In August 2011, LIM wrote to the Chairman of the Fund's RE expressing concerns regarding the underperformance of the Fund's units, as reflected in the persistent discount and the lack of action taken by the RE to address this matter. LIM put forward a number of constructive suggestions to reduce the discount. An insubstantial reply was received six weeks later from the AMP Head of Product which resulted in no substantive action. The discount at that time was 24%.

LIM believes that the failure by AMP Capital to address the discount after it has existed for so long is unacceptable. On 30 June 2015, LIM again wrote to the Chairman of the RE seeking prompt action to address the discount, which at the time was 25%. LIM again offered constructive suggestions and assistance to identify ways to reduce the discount.

While LIM is pleased that AMP has now announced it is evaluating options to reduce the discount and is hiring an investment bank to assist, the discount continues to be highly detrimental to the interests of all unitholders and must be taken as a priority issue by the RE and addressed immediately.

LIM has advised AMP that unless prompt action is taken by the RE to address the Fund's discount before 31 August 2015, LIM will be minded to take the matter directly to unitholders and call an Extraordinary General Meeting (EGM) for unitholders to consider initiating determined action.

Other AGF unitholders are also clearly concerned about this issue. LIM Advisors has been approached directly by a number of unitholders seeking support to demand that AMP address the discount. As has been noted in media articles, one unitholder, Metage Capital, published an open letter to AMP on 11 May 2015 asking for action on the discount.

Background

LIM Advisors is an Asian-focused investment manager based in Hong Kong managing approximately US$2 billion, principally for institutional investors located around the world. Funds under LIM's management have owned units in AGF since 2010.

AGF is an A$500m fund invested in Chinese A shares (Chinese equities listed on domestic Chinese stock exchanges). AGF was launched in 2006 with AMP Capital Investors Limited as its investment manager.
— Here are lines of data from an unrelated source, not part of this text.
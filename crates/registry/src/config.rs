//! Page configuration.
//!
//! Both policies default to the loss-free behavior: pre-registry submissions are
//! queued and merges append. Configuration is read from TOML:
//!
//! ```toml
//! pending = "last-write-wins"
//! merge = "append"
//! ```

use std::path::{Path, PathBuf};

use serde::Deserialize;

/// What happens when several mappings are submitted before the registry exists.
#[derive(Debug, Clone, Copy, Default, PartialEq, Eq, Deserialize)]
#[serde(rename_all = "kebab-case")]
pub enum PendingPolicy {
	/// Keep every mapping and drain them in arrival order.
	#[default]
	Queue,
	/// Keep only the most recent mapping, as the generated page script does.
	///
	/// Earlier pending mappings are dropped with a warning.
	LastWriteWins,
}

/// How a mapping is combined with what the registry already holds for a key.
#[derive(Debug, Clone, Copy, Default, PartialEq, Eq, Deserialize)]
#[serde(rename_all = "kebab-case")]
pub enum MergePolicy {
	/// Append the incoming entries after the existing ones.
	#[default]
	Append,
	/// Discard the existing entries for each incoming key.
	Replace,
}

/// Policies a [`Page`](crate::Page) runs with.
#[derive(Debug, Clone, Copy, Default, PartialEq, Eq, Deserialize)]
#[serde(default, deny_unknown_fields)]
pub struct PageConfig {
	pub pending: PendingPolicy,
	pub merge: MergePolicy,
}

impl PageConfig {
	/// Parses a configuration from TOML. Missing fields take their defaults.
	pub fn from_toml_str(content: &str) -> Result<Self> {
		Ok(toml::from_str(content)?)
	}

	/// Reads and parses a TOML configuration file.
	pub fn load(path: &Path) -> Result<Self> {
		let content = std::fs::read_to_string(path).map_err(|source| ConfigError::Io {
			path: path.to_path_buf(),
			source,
		})?;
		let config = Self::from_toml_str(&content)?;
		tracing::debug!(path = %path.display(), ?config, "loaded page config");
		Ok(config)
	}

	pub fn with_pending(mut self, pending: PendingPolicy) -> Self {
		self.pending = pending;
		self
	}

	pub fn with_merge(mut self, merge: MergePolicy) -> Self {
		self.merge = merge;
		self
	}
}

/// Configuration error types.
#[derive(Debug, thiserror::Error)]
pub enum ConfigError {
	/// The configuration file could not be read.
	#[error("failed to read {}: {source}", path.display())]
	Io {
		path: PathBuf,
		#[source]
		source: std::io::Error,
	},

	/// The TOML was malformed or named an unknown field or policy.
	#[error("TOML parse error: {0}")]
	Toml(#[from] toml::de::Error),
}

/// Result type for configuration operations.
pub type Result<T> = std::result::Result<T, ConfigError>;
AMP Life Limited is the largest unitholder in AGF owning approximately 33%.

LIM is the only AGF unitholder, besides AMP Life, that owns more than 5% of the outstanding units (the threshold level for being able to call an EGM of unitholders).

About LIM Advisors

LIM Advisors Limited is an Asian-focused multi strategy investment group, founded in 1995 by George W. Long, originally under the name Long Investment Management Limited ("LIM"). LIM is based in Hong Kong and has wide regional coverage, with additional research offices in Tokyo, Beijing and London. LIM has extensive investment expertise across the region and has been investing in credit and equities since the firm's inception.